RECORDS FOR PROCESSING:

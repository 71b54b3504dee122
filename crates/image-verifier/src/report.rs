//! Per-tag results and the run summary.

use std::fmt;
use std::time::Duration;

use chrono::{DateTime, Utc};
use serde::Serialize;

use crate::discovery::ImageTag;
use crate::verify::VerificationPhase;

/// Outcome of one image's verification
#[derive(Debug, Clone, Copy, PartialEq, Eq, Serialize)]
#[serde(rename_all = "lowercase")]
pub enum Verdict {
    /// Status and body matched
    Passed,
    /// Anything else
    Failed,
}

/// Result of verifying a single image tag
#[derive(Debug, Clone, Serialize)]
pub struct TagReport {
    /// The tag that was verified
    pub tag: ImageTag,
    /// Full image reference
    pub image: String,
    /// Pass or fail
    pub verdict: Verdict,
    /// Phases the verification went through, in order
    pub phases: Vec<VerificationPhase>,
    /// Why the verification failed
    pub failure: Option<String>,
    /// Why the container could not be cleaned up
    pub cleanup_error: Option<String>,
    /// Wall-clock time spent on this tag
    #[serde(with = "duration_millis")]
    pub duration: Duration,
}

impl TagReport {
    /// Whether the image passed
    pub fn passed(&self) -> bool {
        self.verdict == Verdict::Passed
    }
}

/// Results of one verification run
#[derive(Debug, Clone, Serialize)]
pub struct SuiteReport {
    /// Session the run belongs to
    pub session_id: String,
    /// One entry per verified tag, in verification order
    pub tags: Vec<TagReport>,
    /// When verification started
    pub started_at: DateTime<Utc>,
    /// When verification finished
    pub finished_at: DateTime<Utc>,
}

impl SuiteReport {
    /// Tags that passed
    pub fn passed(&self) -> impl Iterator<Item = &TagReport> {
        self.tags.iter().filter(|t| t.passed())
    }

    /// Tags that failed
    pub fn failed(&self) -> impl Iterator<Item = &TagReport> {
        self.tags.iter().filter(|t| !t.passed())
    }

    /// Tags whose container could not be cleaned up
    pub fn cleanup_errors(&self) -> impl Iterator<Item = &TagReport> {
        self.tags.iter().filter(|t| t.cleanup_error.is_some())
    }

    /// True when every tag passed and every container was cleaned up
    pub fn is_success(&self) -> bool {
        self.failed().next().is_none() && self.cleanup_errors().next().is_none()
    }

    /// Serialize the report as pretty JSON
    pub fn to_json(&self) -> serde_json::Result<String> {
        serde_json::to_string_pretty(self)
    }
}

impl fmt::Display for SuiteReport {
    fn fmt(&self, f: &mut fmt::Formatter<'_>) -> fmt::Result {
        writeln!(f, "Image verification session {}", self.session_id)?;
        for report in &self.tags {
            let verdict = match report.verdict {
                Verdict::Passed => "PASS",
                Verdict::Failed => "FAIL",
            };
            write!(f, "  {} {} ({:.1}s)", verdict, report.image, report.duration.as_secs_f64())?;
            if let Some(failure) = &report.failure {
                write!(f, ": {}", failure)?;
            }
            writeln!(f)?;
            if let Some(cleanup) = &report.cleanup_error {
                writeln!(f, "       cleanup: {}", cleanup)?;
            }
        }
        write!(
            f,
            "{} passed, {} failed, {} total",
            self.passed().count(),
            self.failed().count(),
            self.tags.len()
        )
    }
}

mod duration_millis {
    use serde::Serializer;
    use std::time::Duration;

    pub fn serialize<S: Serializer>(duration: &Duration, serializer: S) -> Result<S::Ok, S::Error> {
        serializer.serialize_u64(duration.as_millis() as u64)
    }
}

ASSIGNMENT: The lines above should be printed again, exactly as they are.

RESULT OF THE TASK:
repository 71b54b3504dee122
filename crates/image-verifier/src/report.rs
//! Per-tag results and the run summary.

use std::fmt;
use std::time::Duration;

use chrono::{DateTime, Utc};
use serde::Serialize;

use crate::discovery::ImageTag;
use crate::verify::VerificationPhase;

/// Outcome of one image's verification
#[derive(Debug, Clone, Copy, PartialEq, Eq, Serialize)]
#[serde(rename_all = "lowercase")]
pub enum Verdict {
    /// Status and body matched
    Passed,
    /// Anything else
    Failed,
}

/// Result of verifying a single image tag
#[derive(Debug, Clone, Serialize)]
pub struct TagReport {
    /// The tag that was verified
    pub tag: ImageTag,
    /// Full image reference
    pub image: String,
    /// Pass or fail
    pub verdict: Verdict,
    /// Phases the verification went through, in order
    pub phases: Vec<VerificationPhase>,
    /// Why the verification failed
    pub failure: Option<String>,
    /// Why the container could not be cleaned up
    pub cleanup_error: Option<String>,
    /// Wall-clock time spent on this tag
    #[serde(with = "duration_millis")]
    pub duration: Duration,
}

impl TagReport {
    /// Whether the image passed
    pub fn passed(&self) -> bool {
        self.verdict == Verdict::Passed
    }
}

/// Results of one verification run
#[derive(Debug, Clone, Serialize)]
pub struct SuiteReport {
    /// Session the run belongs to
    pub session_id: String,
    /// One entry per verified tag, in verification order
    pub tags: Vec<TagReport>,
    /// When verification started
    pub started_at: DateTime<Utc>,
    /// When verification finished
    pub finished_at: DateTime<Utc>,
}

impl SuiteReport {
    /// Tags that passed
    pub fn passed(&self) -> impl Iterator<Item = &TagReport> {
        self.tags.iter().filter(|t| t.passed())
    }

    /// Tags that failed
    pub fn failed(&self) -> impl Iterator<Item = &TagReport> {
        self.tags.iter().filter(|t| !t.passed())
    }

    /// Tags whose container could not be cleaned up
    pub fn cleanup_errors(&self) -> impl Iterator<Item = &TagReport> {
        self.tags.iter().filter(|t| t.cleanup_error.is_some())
    }

    /// True when every tag passed and every container was cleaned up
    pub fn is_success(&self) -> bool {
        self.failed().next().is_none() && self.cleanup_errors().next().is_none()
    }

    /// Serialize the report as pretty JSON
    pub fn to_json(&self) -> serde_json::Result<String> {
        serde_json::to_string_pretty(self)
    }
}

impl fmt::Display for SuiteReport {
    fn fmt(&self, f: &mut fmt::Formatter<'_>) -> fmt::Result {
        writeln!(f, "Image verification session {}", self.session_id)?;
        for report in &self.tags {
            let verdict = match report.verdict {
                Verdict::Passed => "PASS",
                Verdict::Failed => "FAIL",
            };
            write!(f, "  {} {} ({:.1}s)", verdict, report.image, report.duration.as_secs_f64())?;
            if let Some(failure) = &report.failure {
                write!(f, ": {}", failure)?;
            }
            writeln!(f)?;
            if let Some(cleanup) = &report.cleanup_error {
                writeln!(f, "       cleanup: {}", cleanup)?;
            }
        }
        write!(
            f,
            "{} passed, {} failed, {} total",
            self.passed().count(),
            self.failed().count(),
            self.tags.len()
        )
    }
}

mod duration_millis {
    use serde::Serializer;
    use std::time::Duration;

    pub fn serialize<S: Serializer>(duration: &Duration, serializer: S) -> Result<S::Ok, S::Error> {
        serializer.serialize_u64(duration.as_millis() as u64)
    }
}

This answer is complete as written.